Can employees continue to work from home as they did during the Covid lockdown, or should they all return to the office for work as was the case before the pandemic? It is a raging debate around the world. According to a Gallup research study, post-pandemic, only 9% of employees want to work from the office all day, while 32% of them only want to work from their homes, and 59% of employees surveyed prefer hybrid work schedules. Are . But there is no clarity on how many days a week an employee should attend office in the hybrid-work format.
Amidst all this ambiguity, the larger issue is that employees and their managers differ in how they evaluate the productivity of employees who work from home. According to a study conducted by Microsoft among 20,000 employees in 11 countries, a vast majority of respondents, 87% of them, described themselves as productive at work. But what was surprising was that only 12% of team leaders said they were very confident that their teams were productive while working from home. Microsoft dubbed this disconnect a case of “productivity paranoia”.
At the heart of all these debates about where to work is an important question: is work a divisible concept? If it’s neatly divisible so that each part can be taken care of by one person, work-from-anywhere should be an ideal option. On the other hand, if work is truly a collaborative process, working together as a team in one location is ideal.
As part of adopting a scientific approach to the concept of work, it was FW Taylor who first introduced the concept of work as a divisible process. As work was divided into discrete specialized activities, along with assembly lines in the factory, the level of specialization and productivity improved. But there was also a huge downside to this way of doing things. The individual worker felt like just another cog in a larger impersonal circle. The workers were unable to see the larger goal of their work – they only saw themselves as masons, so to speak, and not as builders of a cathedral. Fortunately, in the late 20th century, Japanese companies came up with workplace rituals to create a more holistic sense of camaraderie in the workplace and atone for the sins of the assembly line.
Is work in the knowledge economy divisible and should it follow the assembly line-based processes of the industrial age? The book The Knowledge Illusion: Why We Never Walk Alone by Steven Sloman and Philip Fernbach reminds us of some harsh realities about the knowledge economy. The authors remind us that intelligence does not reside in the mind of any one individual, but in the collective mind of a society. Therefore, to make a positive contribution, individuals must rely more on their ability to work with others than on their individual mental strength.
Until recently, brain technologies only allowed the study of individual brain processes and hence of individual intelligence. Now, technologies such as electroencephalography (EEG) and functional near-infrared spectroscopy (fNIRS) let scientists scan the brains of many people as they interact with others.
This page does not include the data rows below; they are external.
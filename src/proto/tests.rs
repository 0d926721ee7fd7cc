//! Unit tests for the packet codec.

use bytes::{BufMut, Bytes, BytesMut};
use proptest::prelude::*;
use rstest::rstest;

use super::*;

fn raw_header(packet_len: u32, header_len: u16, version: u16, operation: u32) -> BytesMut {
    let mut buf = BytesMut::new();
    buf.put_u32(packet_len);
    buf.put_u16(header_len);
    buf.put_u16(version);
    buf.put_u32(operation);
    buf.put_u32(DEFAULT_SEQUENCE);
    buf
}

#[test]
fn heartbeat_encodes_to_bare_header() {
    let bytes = Message::heartbeat().to_bytes().expect("encode heartbeat");
    assert_eq!(
        bytes.as_ref(),
        &[0, 0, 0, 16, 0, 16, 0, 0, 0, 0, 0, 2, 0, 0, 0, 1],
        "heartbeat should be a 16-byte header with operation 2 and sequence 1"
    );
}

#[test]
fn unpack_preserves_packet_order_within_a_frame() {
    let first = Message::new(1, op::SEND_MSG_REPLY, &b"first"[..]);
    let second = Message::new(2, op::AUTH_REPLY, &b"second"[..]);
    let mut frame = BytesMut::new();
    frame.extend_from_slice(&first.to_bytes().expect("encode first"));
    frame.extend_from_slice(&second.to_bytes().expect("encode second"));

    let decoded = unpack(frame.freeze()).expect("decode frame");

    assert_eq!(decoded, vec![first, second]);
}

#[test]
fn unpack_empty_frame_yields_no_messages() {
    assert!(unpack(Bytes::new()).expect("decode empty").is_empty());
}

#[test]
fn compressed_packet_is_flattened() {
    let inner = vec![
        Message::new(0, op::SEND_MSG_REPLY, &b"{\"cmd\":\"a\"}"[..]),
        Message::new(0, op::SEND_MSG_REPLY, &b"{\"cmd\":\"b\"}"[..]),
    ];
    let outer = Message::compressed(&inner).expect("compress");
    assert_eq!(outer.version(), VERSION_ZLIB);

    let mut frame = BytesMut::new();
    frame.extend_from_slice(&outer.to_bytes().expect("encode outer"));
    let trailing = Message::new(7, op::HEARTBEAT_REPLY, &b"\x00\x00\x00\x01"[..]);
    frame.extend_from_slice(&trailing.to_bytes().expect("encode trailing"));

    let decoded = unpack(frame.freeze()).expect("decode");

    assert_eq!(decoded.len(), 3);
    assert_eq!(decoded[..2], inner[..]);
    assert_eq!(decoded[2], trailing);
}

#[test]
fn compressing_a_compressed_message_is_rejected() {
    let inner = Message::compressed(&[Message::heartbeat()]).expect("compress");
    assert!(matches!(
        Message::compressed(&[inner]),
        Err(ProtoError::NestedCompression)
    ));
}

#[test]
fn nested_compression_on_the_wire_is_rejected() {
    let inner = Message::compressed(&[Message::heartbeat()]).expect("compress inner");
    let mut deflated = ZlibEncoder::new(Vec::new(), Compression::default());
    deflated
        .write_all(&inner.to_bytes().expect("encode inner"))
        .expect("deflate");
    let body = deflated.finish().expect("finish deflate");
    let packet_len = u32::try_from(HEADER_LEN + body.len()).expect("fits u32");
    let mut frame = raw_header(packet_len, HEADER_LEN_FIELD, VERSION_ZLIB, op::SEND_MSG_REPLY);
    frame.extend_from_slice(&body);

    assert!(matches!(
        unpack(frame.freeze()),
        Err(ProtoError::NestedCompression)
    ));
}

#[test]
fn corrupt_compressed_body_fails_to_inflate() {
    let mut frame = raw_header(20, HEADER_LEN_FIELD, VERSION_ZLIB, op::SEND_MSG_REPLY);
    frame.extend_from_slice(b"junk");
    assert!(matches!(
        unpack(frame.freeze()),
        Err(ProtoError::Inflate(_))
    ));
}

#[test]
fn brotli_bodies_are_unsupported() {
    let frame = raw_header(16, HEADER_LEN_FIELD, VERSION_BROTLI, op::SEND_MSG_REPLY);
    assert!(matches!(
        unpack(frame.freeze()),
        Err(ProtoError::UnsupportedVersion(VERSION_BROTLI))
    ));
}

#[rstest]
#[case::short_header(Bytes::from_static(&[0, 0, 0, 16, 0, 16]))]
#[case::short_body(raw_header(32, HEADER_LEN_FIELD, VERSION_NORMAL, op::AUTH).freeze())]
fn truncated_frames_are_rejected(#[case] frame: Bytes) {
    assert!(matches!(unpack(frame), Err(ProtoError::Truncated { .. })));
}

#[rstest]
#[case::header_len_too_small(raw_header(16, 8, VERSION_NORMAL, op::AUTH))]
#[case::packet_shorter_than_header(raw_header(12, HEADER_LEN_FIELD, VERSION_NORMAL, op::AUTH))]
fn inconsistent_lengths_are_rejected(#[case] frame: BytesMut) {
    assert!(matches!(
        unpack(frame.freeze()),
        Err(ProtoError::InvalidHeader { .. })
    ));
}

#[test]
fn longer_headers_are_skipped() {
    let mut frame = raw_header(23, 20, VERSION_NORMAL, op::SEND_MSG_REPLY);
    frame.extend_from_slice(&[9, 9, 9, 9]);
    frame.extend_from_slice(b"abc");

    let decoded = unpack(frame.freeze()).expect("decode");

    assert_eq!(decoded.len(), 1);
    assert_eq!(decoded[0].payload().as_ref(), b"abc");
}

proptest! {
    #[test]
    fn encoding_then_decoding_preserves_operation_and_payload(
        operation in any::<u32>(),
        sequence in any::<u32>(),
        payload in proptest::collection::vec(any::<u8>(), 0..512),
    ) {
        let message = Message::new(sequence, operation, payload);
        let decoded = unpack(message.to_bytes().expect("encode")).expect("decode");
        prop_assert_eq!(decoded, vec![message]);
    }
}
Using these tools, studies have found evidence for what is known as the “interactive brain hypothesis”: a premise that when people interact socially, their brains engage in different neural processes. , when the same people are thinking or acting on their own.
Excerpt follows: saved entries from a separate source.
//! In-memory transport pair.
//!
//! [`memory_pair`] returns the client side ([`MemoryTransport`]) and a
//! [`MemoryPeer`] that plays the remote endpoint: it injects frames or read
//! errors and observes everything the client sends.

use std::sync::{
    Arc,
    atomic::{AtomicBool, AtomicUsize, Ordering},
};

use async_trait::async_trait;
use bytes::BytesMut;
use opframe::{
    proto::{self, Message},
    transport::{Frame, Transport, TransportError},
};
use tokio::sync::{Mutex, mpsc};

#[derive(Debug, Default)]
struct LinkState {
    closed: AtomicBool,
    close_calls: AtomicUsize,
    stall_sends: AtomicBool,
    hang_up_on_close: AtomicBool,
}

/// Client side of an in-memory connection.
#[derive(Debug)]
pub struct MemoryTransport {
    inbound: Mutex<mpsc::UnboundedReceiver<Result<Frame, TransportError>>>,
    outbound: mpsc::UnboundedSender<Frame>,
    hang_up: mpsc::WeakUnboundedSender<Result<Frame, TransportError>>,
    state: Arc<LinkState>,
}

/// Remote side of an in-memory connection.
#[derive(Debug)]
pub struct MemoryPeer {
    inbound: mpsc::UnboundedSender<Result<Frame, TransportError>>,
    outbound: mpsc::UnboundedReceiver<Frame>,
    state: Arc<LinkState>,
}

/// Create a connected transport and peer.
#[must_use]
pub fn memory_pair() -> (MemoryTransport, MemoryPeer) {
    let (in_tx, in_rx) = mpsc::unbounded_channel();
    let (out_tx, out_rx) = mpsc::unbounded_channel();
    let state = Arc::new(LinkState::default());
    (
        MemoryTransport {
            inbound: Mutex::new(in_rx),
            outbound: out_tx,
            hang_up: in_tx.downgrade(),
            state: Arc::clone(&state),
        },
        MemoryPeer {
            inbound: in_tx,
            outbound: out_rx,
            state,
        },
    )
}

#[async_trait]
impl Transport for MemoryTransport {
    async fn recv(&self) -> Result<Frame, TransportError> {
        self.inbound
            .lock()
            .await
            .recv()
            .await
            .unwrap_or(Err(TransportError::Closed))
    }

    async fn send(&self, frame: Frame) -> Result<(), TransportError> {
        if self.state.stall_sends.load(Ordering::SeqCst) {
            return std::future::pending().await;
        }
        if self.state.closed.load(Ordering::SeqCst) {
            return Err(TransportError::Closed);
        }
        let hang_up = frame == Frame::Close && self.state.hang_up_on_close.load(Ordering::SeqCst);
        self.outbound
            .send(frame)
            .map_err(|_| TransportError::Closed)?;
        if hang_up {
            if let Some(inbound) = self.hang_up.upgrade() {
                let _ = inbound.send(Err(TransportError::Stream("peer hung up".to_owned())));
            }
            // Let the reader run before the write completes, as a socket would.
            tokio::task::yield_now().await;
        }
        Ok(())
    }

    async fn close(&self) -> Result<(), TransportError> {
        self.state.close_calls.fetch_add(1, Ordering::SeqCst);
        self.state.closed.store(true, Ordering::SeqCst);
        Ok(())
    }
}

impl MemoryPeer {
    /// Deliver `frame` to the client. Ignored once the client side is gone.
    pub fn push(&self, frame: Frame) { let _ = self.inbound.send(Ok(frame)); }

    /// Deliver `messages` to the client packed into one data frame.
    ///
    /// # Panics
    ///
    /// Panics if a message cannot be encoded.
    pub fn push_messages(&self, messages: &[Message]) {
        let mut buf = BytesMut::new();
        for message in messages {
            buf.extend_from_slice(&message.to_bytes().expect("encode test message"));
        }
        self.push(Frame::Data(buf.freeze()));
    }

    /// Make every later client send hang forever, like a peer that stopped
    /// reading.
    pub fn stall_sends(&self) { self.state.stall_sends.store(true, Ordering::SeqCst); }

    /// Answer the client's close frame by failing its next read.
    pub fn hang_up_on_close(&self) { self.state.hang_up_on_close.store(true, Ordering::SeqCst); }

    /// Make the client's next read fail with `error`.
    pub fn fail(&self, error: TransportError) { let _ = self.inbound.send(Err(error)); }

    /// Wait for the next frame the client sends; `None` once the client side
    /// has been dropped.
    pub async fn next_sent(&mut self) -> Option<Frame> { self.outbound.recv().await }

    /// Next frame the client has already sent, if any.
    pub fn try_sent(&mut self) -> Option<Frame> { self.outbound.try_recv().ok() }

    /// Wait for the next data frame and decode it, skipping control frames.
    ///
    /// # Panics
    ///
    /// Panics if the frame does not decode.
    pub async fn next_message(&mut self) -> Option<Message> {
        loop {
            match self.next_sent().await? {
                Frame::Data(data) => {
                    let mut messages = proto::unpack(data).expect("decode client frame");
                    assert_eq!(messages.len(), 1, "client sends one message per frame");
                    return messages.pop();
                }
                Frame::Ping(_) | Frame::Pong(_) | Frame::Close => {}
            }
        }
    }

    /// How many times the client called [`Transport::close`].
    #[must_use]
    pub fn close_calls(&self) -> usize { self.state.close_calls.load(Ordering::SeqCst) }

    /// Whether the client released the connection.
    #[must_use]
    pub fn is_closed(&self) -> bool { self.state.closed.load(Ordering::SeqCst) }
}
In Annie Murphy Paul’s book The Extended Mind: The Power of Thinking Outside the Brain, the author reminds us that human thought is hypersensitive to context, and one of the most powerful contexts of all is the presence of other people. In addition, a 2019 study published in the Proceedings of the National Academy of Sciences found that the development of critical skills such as establishing hypotheses, designing experiments, and analyzing data is facilitated by students’ engagement with their peers in laboratory settings. was closely related. Therefore, there is no doubt that the development of intelligent thinking is much more a social process than an individual one. We work best when we think and act socially.
The lonely feeling, of individuals working alone with their heads down, will undoubtedly continue to be an integral part of any work process. Walking away from a problem and getting all team members working on it is an important step in any innovation process.
The pain of annoying commute in big city traffic to reach an office is definitely a reality. Therefore, as flexible working hours, which help avoid extreme traffic congestion, are sure to become the new work norm, solitude at work will always be an exception and not the rule.
Workers’ protests in the streets of Chicago in 1886 are considered by most to have contributed to the establishment of the global 8-hour-day working norm. At a time when the working day ranged from 10 to 16 hours, the 8 hour work day was a paradigm shift.
The forces induced by the COVID pandemic will bring about even more drastic permanent changes in the work environment. The number of working hours will be reduced even further. Work will increasingly become a pleasurable activity.
Emerging learning from neuroscience and the social sciences that intelligent thinking is a social process and not an individual process will guide the future of work. The work office would be more about discussions around the conference table and less about someone at the dinner table in a pyjama.